Суриков - Геннадий Гор
Шрифт:
Интервал:
Закладка:
Композиционные искания Сурикова неотделимы от его работы над цветом.
Как мы уже видели, колорит имеет огромное эмоциональное значение в «Утре стрелецкой казни» и «Меньшикове в Березове». «Боярыня Морозова» представляет собою новый этап в развитии суриковского колорита. По справедливому замечанию советского искусствоведа Н. Г. Машковцева, «в «Боярыне Морозовой» колорит возвышен до значения, равного значению пространственной формы. Цвет не только равноценен форме, не только равноправно с ней участвует в композиции картины, — он нерасторжимо связан с формой и столь же содержателен, как она».
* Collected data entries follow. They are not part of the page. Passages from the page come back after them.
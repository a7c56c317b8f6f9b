/// Server setup and initialization
///
/// Wires together all components: store, node executor, execution engine,
/// run orchestration and the cron reconciler. Serves a health endpoint and
/// shuts the reconciler down cleanly on ctrl-c.

use crate::{
    config::Config,
    runtime::{
        engine::ExecutionEngine,
        executor::NodeExecutor,
        integrations::{ConnectorRegistry, JsonPayloadDecryptor},
        orchestrator::{FlowRunner, LocalOrchestrator, RetryPolicy, RunDispatcher},
        scheduler::CronReconciler,
    },
    workflow::storage::SqliteStore,
};
use anyhow::Result;
use axum::{routing::get, Router};
use std::{sync::Arc, time::Duration};
use tokio::net::TcpListener;
use tracing_subscriber::EnvFilter;

/// Fully wired runtime components
pub struct Services {
    pub store: Arc<SqliteStore>,
    pub engine: Arc<ExecutionEngine>,
    pub orchestrator: Arc<LocalOrchestrator>,
    pub dispatcher: Arc<RunDispatcher>,
    pub reconciler: Arc<CronReconciler>,
}

/// Build every runtime component from configuration
pub async fn build_services(config: &Config, connectors: ConnectorRegistry) -> Result<Services> {
    ensure_database_dir(&config.database.url)?;

    tracing::info!("📋 Opening SQLite store: {}", config.database.url);
    let store = if config.database.url.contains(":memory:") {
        SqliteStore::in_memory().await
    } else {
        SqliteStore::connect(&config.database.url).await
    }
    .map_err(|e| anyhow::anyhow!("Failed to open store {}: {}", config.database.url, e))?;
    let store = Arc::new(store);

    tracing::info!("⚙️ Initializing node executor with {} connector(s)", connectors.keys().len());
    let executor = Arc::new(NodeExecutor::new(
        store.clone(),
        Arc::new(JsonPayloadDecryptor),
        connectors,
        Duration::from_secs(config.engine.http_timeout_secs),
    )?);

    tracing::info!("🚀 Initializing execution engine");
    let engine = Arc::new(ExecutionEngine::new(executor, store.clone()));

    let runner = Arc::new(FlowRunner::new(
        Arc::clone(&engine),
        store.clone(),
        store.clone(),
        RetryPolicy::from_config(&config.engine),
    ));
    let orchestrator = Arc::new(LocalOrchestrator::new(runner, config.engine.task_queue.clone()));
    let dispatcher = Arc::new(RunDispatcher::new(
        store.clone(),
        orchestrator.clone(),
        config.engine.task_queue.clone(),
    ));

    tracing::info!("⏰ Initializing cron reconciler");
    let reconciler = Arc::new(CronReconciler::new(
        store.clone(),
        Arc::clone(&dispatcher),
        Duration::from_secs(config.scheduler.tick_interval_secs.max(1)),
    ));

    Ok(Services {
        store,
        engine,
        orchestrator,
        dispatcher,
        reconciler,
    })
}

/// Create the HTTP router
pub fn create_router() -> Router {
    Router::new().route("/healthz", get(health_check))
}

/// Start the service with the given configuration
///
/// Runs until ctrl-c, then stops the cron reconciler before returning.
pub async fn start_server(config: Config) -> Result<()> {
    // Initialize tracing subscriber for logging
    tracing_subscriber::fmt()
        .with_env_filter(EnvFilter::try_from_default_env().unwrap_or_else(|_| EnvFilter::new("info")))
        .with_target(false)
        .with_thread_ids(true)
        .with_level(true)
        .init();

    tracing::info!("Starting nodeloom worker...");
    let services = build_services(&config, ConnectorRegistry::new()).await?;

    let scheduler = if config.scheduler.enabled {
        Some(services.reconciler.spawn())
    } else {
        tracing::info!("⏸️ Cron reconciler disabled by configuration");
        None
    };

    let bind_addr = format!("{}:{}", config.server.host, config.server.port);
    let listener = TcpListener::bind(&bind_addr).await?;
    tracing::info!("Server listening on http://{}", bind_addr);

    axum::serve(listener, create_router().into_make_service())
        .with_graceful_shutdown(shutdown_signal())
        .await?;

    if let Some(handle) = scheduler {
        handle.stop().await?;
    }
    tracing::info!("👋 Shutdown complete");
    Ok(())
}

/// Create the parent directory of a file-backed SQLite URL
fn ensure_database_dir(url: &str) -> Result<()> {
    let path = url
        .strip_prefix("sqlite://")
        .or_else(|| url.strip_prefix("sqlite:"))
        .unwrap_or(url);
    let path = path.split('?').next().unwrap_or_default();
    if path.is_empty() || path.starts_with(":memory:") {
        return Ok(());
    }
    if let Some(parent) = std::path::Path::new(path).parent().filter(|p| !p.as_os_str().is_empty()) {
        tracing::info!("📁 Ensuring database directory exists: {}", parent.display());
        std::fs::create_dir_all(parent)
            .map_err(|e| anyhow::anyhow!("Failed to create database directory: {}", e))?;
    }
    Ok(())
}

async fn shutdown_signal() {
    if let Err(e) = tokio::signal::ctrl_c().await {
        tracing::error!("❌ Failed to listen for ctrl-c: {}", e);
        std::future::pending::<()>().await;
    }
    tracing::info!("🛑 Shutdown signal received");
}

/// Health check endpoint handler
async fn health_check() -> &'static str {
    "ok"
}

#[cfg(test)]
mod tests {
    use super::*;
    use crate::workflow::{store::FlowStore, types::FlowRecord};

    #[tokio::test]
    async fn test_build_services_on_memory_database() {
        let mut config = Config::default();
        config.database.url = "sqlite::memory:".to_string();
        let services = build_services(&config, ConnectorRegistry::new()).await.unwrap();

        services
            .store
            .save_flow(&FlowRecord {
                id: "f1".into(),
                name: "Flow".into(),
                archived: false,
                definition: r#"{"nodes": []}"#.into(),
            })
            .await
            .unwrap();
        assert_eq!(services.store.list_flows().await.unwrap().len(), 1);
    }

    #[test]
    fn test_memory_url_needs_no_directory() {
        assert!(ensure_database_dir("sqlite::memory:").is_ok());
    }
}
В цветовом построении, так же как и в пространственной композиции, Суриков исходил от живых впечатлений природы. Задача была в том, чтобы найти и тут «замок, соединяющий все части», и превратить многоцветность натуры в стройное и гармоничное единство.
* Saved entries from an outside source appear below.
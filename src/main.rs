/// nodeloom worker
///
/// Main entry point. Loads configuration from the environment and runs the
/// worker: run orchestration, cron reconciliation and a health check at /healthz.

use nodeloom::{config::Config, server::start_server};

#[tokio::main]
async fn main() -> anyhow::Result<()> {
    // Load configuration (defaults to 0.0.0.0:3004 and data/nodeloom.db)
    let config = Config::default();

    start_server(config).await
}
«Я раз ворону на снегу увидал. Сидит ворона на снегу и крыло одно отставила, черным пятном на снегу сидит. Так вот этого пятна я много лет забыть не мог. Потом «Боярыню Морозову» написал», — рассказывал Суриков М. Волошину.
Эти слова не раз давали повод для кривотолков. Некоторые критики пытались свести весь замысел «Морозовой» к этому чисто зрительному впечатлению. В действительности речь идет, конечно, не об идейном содержании картины, а лишь о ее колорите. Суриков указал здесь ключ к тональному решению «Боярыни Морозовой».
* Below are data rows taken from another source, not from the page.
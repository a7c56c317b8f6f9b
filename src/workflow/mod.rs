/// Flow Definition Layer
///
/// This module handles flow definitions, run/step records, and persistence:
/// - Type definitions (FlowDefinition, FlowNode, FlowEdge)
/// - Run and step records with their lifecycle states
/// - Storage collaborator traits plus SQLite and in-memory implementations

// Flow graph types parsed from stored React Flow JSON
pub mod types;

// Typed accessors over dynamic JSON config/output values
pub mod value;

// Run and step records
pub mod run;

// Storage collaborator traits
pub mod store;

// SQLite persistence layer
pub mod storage;

// In-memory registry and run ledger
pub mod registry;

// Re-export commonly used types
pub use registry::MemoryStore;
pub use run::{PlannedStep, Run, RunStatus, RunStep, StepStatus, StepUpdate};
pub use storage::SqliteStore;
pub use store::{Credential, CredentialStore, FlowStore, RunStore};
pub use types::{FlowDefinition, FlowEdge, FlowNode, FlowRecord, NodeKind, PlanningError};
pub use value::ValueExt;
Черное на белом, сочетание черных одежд боярыни и белого снега является основным цветовым контрастом, на котором строится колорит картины. На фоне черной бархатной шубы особенно светлыми и яркими кажутся лицо Морозовой и ее рука, простертая над толпой. Но к основному черно-белому созвучию присоединяется удивительное богатство глубоких, напряженных фиолетовых, темнолиловых, огненно-красных, розовых, коричневых, желтоватых и яркосиних тонов в одеждах толпы и внимательно разработанных рефлексов и переходов цвета на снегу, в небе, на стенах домов и на лицах.
«На снегу писать — все иное получается, — говорил Суриков. — Вот пишут на снегу силуэтами. А на снегу все пропитано светом. Все в рефлексах лиловых и розовых, вон как одежда боярыни Морозовой — верхняя, черная; и рубаха в толпе. Все пленэр. Я с 1878 года пленэристом стал: «Стрельцов» тоже на воздухе писал…»
В «Боярыне Морозовой» колористическое мастерство Сурикова намного переросло те достижения, которыми отмечены «Утро стрелецкой казни» и даже «Ментиков в Березове». Обострилась наблюдательность художника, способность видеть и правдиво передавать цветовые особенности натуры, совершенными стали средства живописного выражения.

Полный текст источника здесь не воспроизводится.